**EXERCISE:** Every line in the records below with the string "const" needs to be copied out.

**Items from a data source:**
*** Begin section ***
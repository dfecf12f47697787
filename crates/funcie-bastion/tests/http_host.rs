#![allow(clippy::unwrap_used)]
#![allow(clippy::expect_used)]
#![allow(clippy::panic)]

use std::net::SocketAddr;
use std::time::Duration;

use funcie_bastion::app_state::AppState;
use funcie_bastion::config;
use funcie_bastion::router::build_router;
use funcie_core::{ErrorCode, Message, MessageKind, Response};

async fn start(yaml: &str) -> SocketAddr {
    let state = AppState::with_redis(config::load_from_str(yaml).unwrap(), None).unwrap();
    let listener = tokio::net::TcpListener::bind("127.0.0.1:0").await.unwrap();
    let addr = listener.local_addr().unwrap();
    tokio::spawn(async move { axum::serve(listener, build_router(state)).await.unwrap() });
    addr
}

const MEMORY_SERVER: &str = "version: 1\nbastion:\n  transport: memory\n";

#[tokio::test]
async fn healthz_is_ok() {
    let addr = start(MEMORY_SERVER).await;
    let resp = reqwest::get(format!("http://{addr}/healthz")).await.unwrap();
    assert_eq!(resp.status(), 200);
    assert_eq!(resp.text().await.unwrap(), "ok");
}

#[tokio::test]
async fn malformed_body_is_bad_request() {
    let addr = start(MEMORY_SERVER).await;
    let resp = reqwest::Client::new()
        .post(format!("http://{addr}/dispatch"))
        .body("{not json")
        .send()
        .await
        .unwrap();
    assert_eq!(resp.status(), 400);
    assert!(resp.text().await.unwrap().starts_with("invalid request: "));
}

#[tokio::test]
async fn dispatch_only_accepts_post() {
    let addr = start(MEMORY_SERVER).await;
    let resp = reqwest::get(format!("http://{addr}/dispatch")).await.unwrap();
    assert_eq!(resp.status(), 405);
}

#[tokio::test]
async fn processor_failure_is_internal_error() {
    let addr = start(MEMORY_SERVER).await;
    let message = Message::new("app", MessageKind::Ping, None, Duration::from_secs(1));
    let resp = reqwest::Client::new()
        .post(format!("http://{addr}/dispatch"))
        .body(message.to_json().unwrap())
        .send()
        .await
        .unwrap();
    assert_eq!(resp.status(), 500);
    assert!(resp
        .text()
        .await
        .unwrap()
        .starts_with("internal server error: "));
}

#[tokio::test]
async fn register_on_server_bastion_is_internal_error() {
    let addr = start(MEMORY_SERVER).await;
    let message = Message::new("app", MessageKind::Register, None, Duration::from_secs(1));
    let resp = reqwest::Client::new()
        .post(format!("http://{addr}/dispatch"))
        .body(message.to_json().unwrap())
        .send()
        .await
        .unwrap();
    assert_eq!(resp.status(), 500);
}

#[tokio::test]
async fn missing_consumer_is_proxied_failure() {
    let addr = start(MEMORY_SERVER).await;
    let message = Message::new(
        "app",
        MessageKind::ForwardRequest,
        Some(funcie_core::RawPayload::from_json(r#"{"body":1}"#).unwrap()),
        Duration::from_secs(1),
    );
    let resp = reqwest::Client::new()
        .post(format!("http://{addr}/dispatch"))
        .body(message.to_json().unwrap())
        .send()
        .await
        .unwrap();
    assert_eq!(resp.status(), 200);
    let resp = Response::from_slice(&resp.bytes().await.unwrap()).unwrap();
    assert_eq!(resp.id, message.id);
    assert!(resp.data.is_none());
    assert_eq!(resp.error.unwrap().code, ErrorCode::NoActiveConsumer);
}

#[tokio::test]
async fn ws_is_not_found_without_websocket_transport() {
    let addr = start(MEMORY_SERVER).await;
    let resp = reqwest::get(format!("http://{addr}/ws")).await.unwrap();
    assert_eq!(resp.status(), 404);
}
*** End section ***
*** Begin section ***
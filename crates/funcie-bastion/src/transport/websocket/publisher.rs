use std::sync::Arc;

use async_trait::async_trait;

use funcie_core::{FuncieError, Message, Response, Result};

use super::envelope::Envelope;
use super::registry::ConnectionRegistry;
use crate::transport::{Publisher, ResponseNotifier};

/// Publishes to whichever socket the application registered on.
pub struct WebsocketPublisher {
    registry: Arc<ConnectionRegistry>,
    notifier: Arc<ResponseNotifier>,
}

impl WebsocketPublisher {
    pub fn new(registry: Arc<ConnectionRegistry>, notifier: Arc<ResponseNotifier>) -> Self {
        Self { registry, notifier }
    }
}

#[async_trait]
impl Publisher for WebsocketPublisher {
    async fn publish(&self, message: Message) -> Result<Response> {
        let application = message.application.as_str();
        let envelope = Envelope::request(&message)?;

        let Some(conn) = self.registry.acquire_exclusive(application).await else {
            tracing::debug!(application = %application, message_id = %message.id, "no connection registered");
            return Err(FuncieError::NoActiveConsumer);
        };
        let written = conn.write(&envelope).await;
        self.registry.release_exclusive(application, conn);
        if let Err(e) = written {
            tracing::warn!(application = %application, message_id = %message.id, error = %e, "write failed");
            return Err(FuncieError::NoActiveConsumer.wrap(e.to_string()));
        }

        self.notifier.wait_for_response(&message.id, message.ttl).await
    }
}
*** End section ***
*** Begin section ***
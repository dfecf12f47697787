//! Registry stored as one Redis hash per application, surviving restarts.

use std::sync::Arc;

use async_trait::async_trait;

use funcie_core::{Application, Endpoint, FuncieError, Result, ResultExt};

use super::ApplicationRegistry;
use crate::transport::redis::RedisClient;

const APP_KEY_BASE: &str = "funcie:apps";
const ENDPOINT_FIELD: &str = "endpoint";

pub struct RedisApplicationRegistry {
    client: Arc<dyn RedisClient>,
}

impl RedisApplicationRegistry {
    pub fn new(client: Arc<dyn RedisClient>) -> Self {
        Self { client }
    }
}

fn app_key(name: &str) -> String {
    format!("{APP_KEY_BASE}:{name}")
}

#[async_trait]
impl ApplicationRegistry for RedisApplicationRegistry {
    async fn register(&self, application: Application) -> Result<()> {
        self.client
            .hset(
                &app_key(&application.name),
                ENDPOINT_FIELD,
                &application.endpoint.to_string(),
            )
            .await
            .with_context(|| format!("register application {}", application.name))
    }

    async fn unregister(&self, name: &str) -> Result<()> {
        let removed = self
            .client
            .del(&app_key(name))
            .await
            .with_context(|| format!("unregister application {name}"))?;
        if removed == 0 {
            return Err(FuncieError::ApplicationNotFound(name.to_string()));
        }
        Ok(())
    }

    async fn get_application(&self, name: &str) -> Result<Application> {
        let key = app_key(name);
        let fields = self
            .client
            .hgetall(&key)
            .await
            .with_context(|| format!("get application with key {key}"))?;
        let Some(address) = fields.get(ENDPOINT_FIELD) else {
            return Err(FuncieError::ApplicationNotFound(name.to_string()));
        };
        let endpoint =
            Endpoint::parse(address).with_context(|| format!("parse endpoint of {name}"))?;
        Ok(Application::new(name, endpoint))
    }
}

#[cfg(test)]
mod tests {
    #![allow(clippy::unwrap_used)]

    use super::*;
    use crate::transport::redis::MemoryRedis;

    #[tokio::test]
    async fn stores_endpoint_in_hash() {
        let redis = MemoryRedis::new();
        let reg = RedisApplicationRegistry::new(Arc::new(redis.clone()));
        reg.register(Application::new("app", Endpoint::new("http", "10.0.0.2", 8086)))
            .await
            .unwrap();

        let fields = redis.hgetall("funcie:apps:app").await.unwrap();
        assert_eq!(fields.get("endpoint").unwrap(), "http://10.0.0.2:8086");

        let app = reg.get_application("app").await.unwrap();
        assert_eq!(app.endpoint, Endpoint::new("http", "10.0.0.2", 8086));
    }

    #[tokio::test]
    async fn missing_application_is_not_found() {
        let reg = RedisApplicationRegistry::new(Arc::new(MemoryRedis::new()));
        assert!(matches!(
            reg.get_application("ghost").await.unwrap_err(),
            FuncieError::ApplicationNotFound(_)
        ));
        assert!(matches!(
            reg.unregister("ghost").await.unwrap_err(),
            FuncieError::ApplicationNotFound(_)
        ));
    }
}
*** End section ***
**RESPONSE TO THE EXERCISE:**
const MEMORY_SERVER: &str = "version: 1\nbastion:\n  transport: memory\n";
const APP_KEY_BASE: &str = "funcie:apps";
const ENDPOINT_FIELD: &str = "endpoint";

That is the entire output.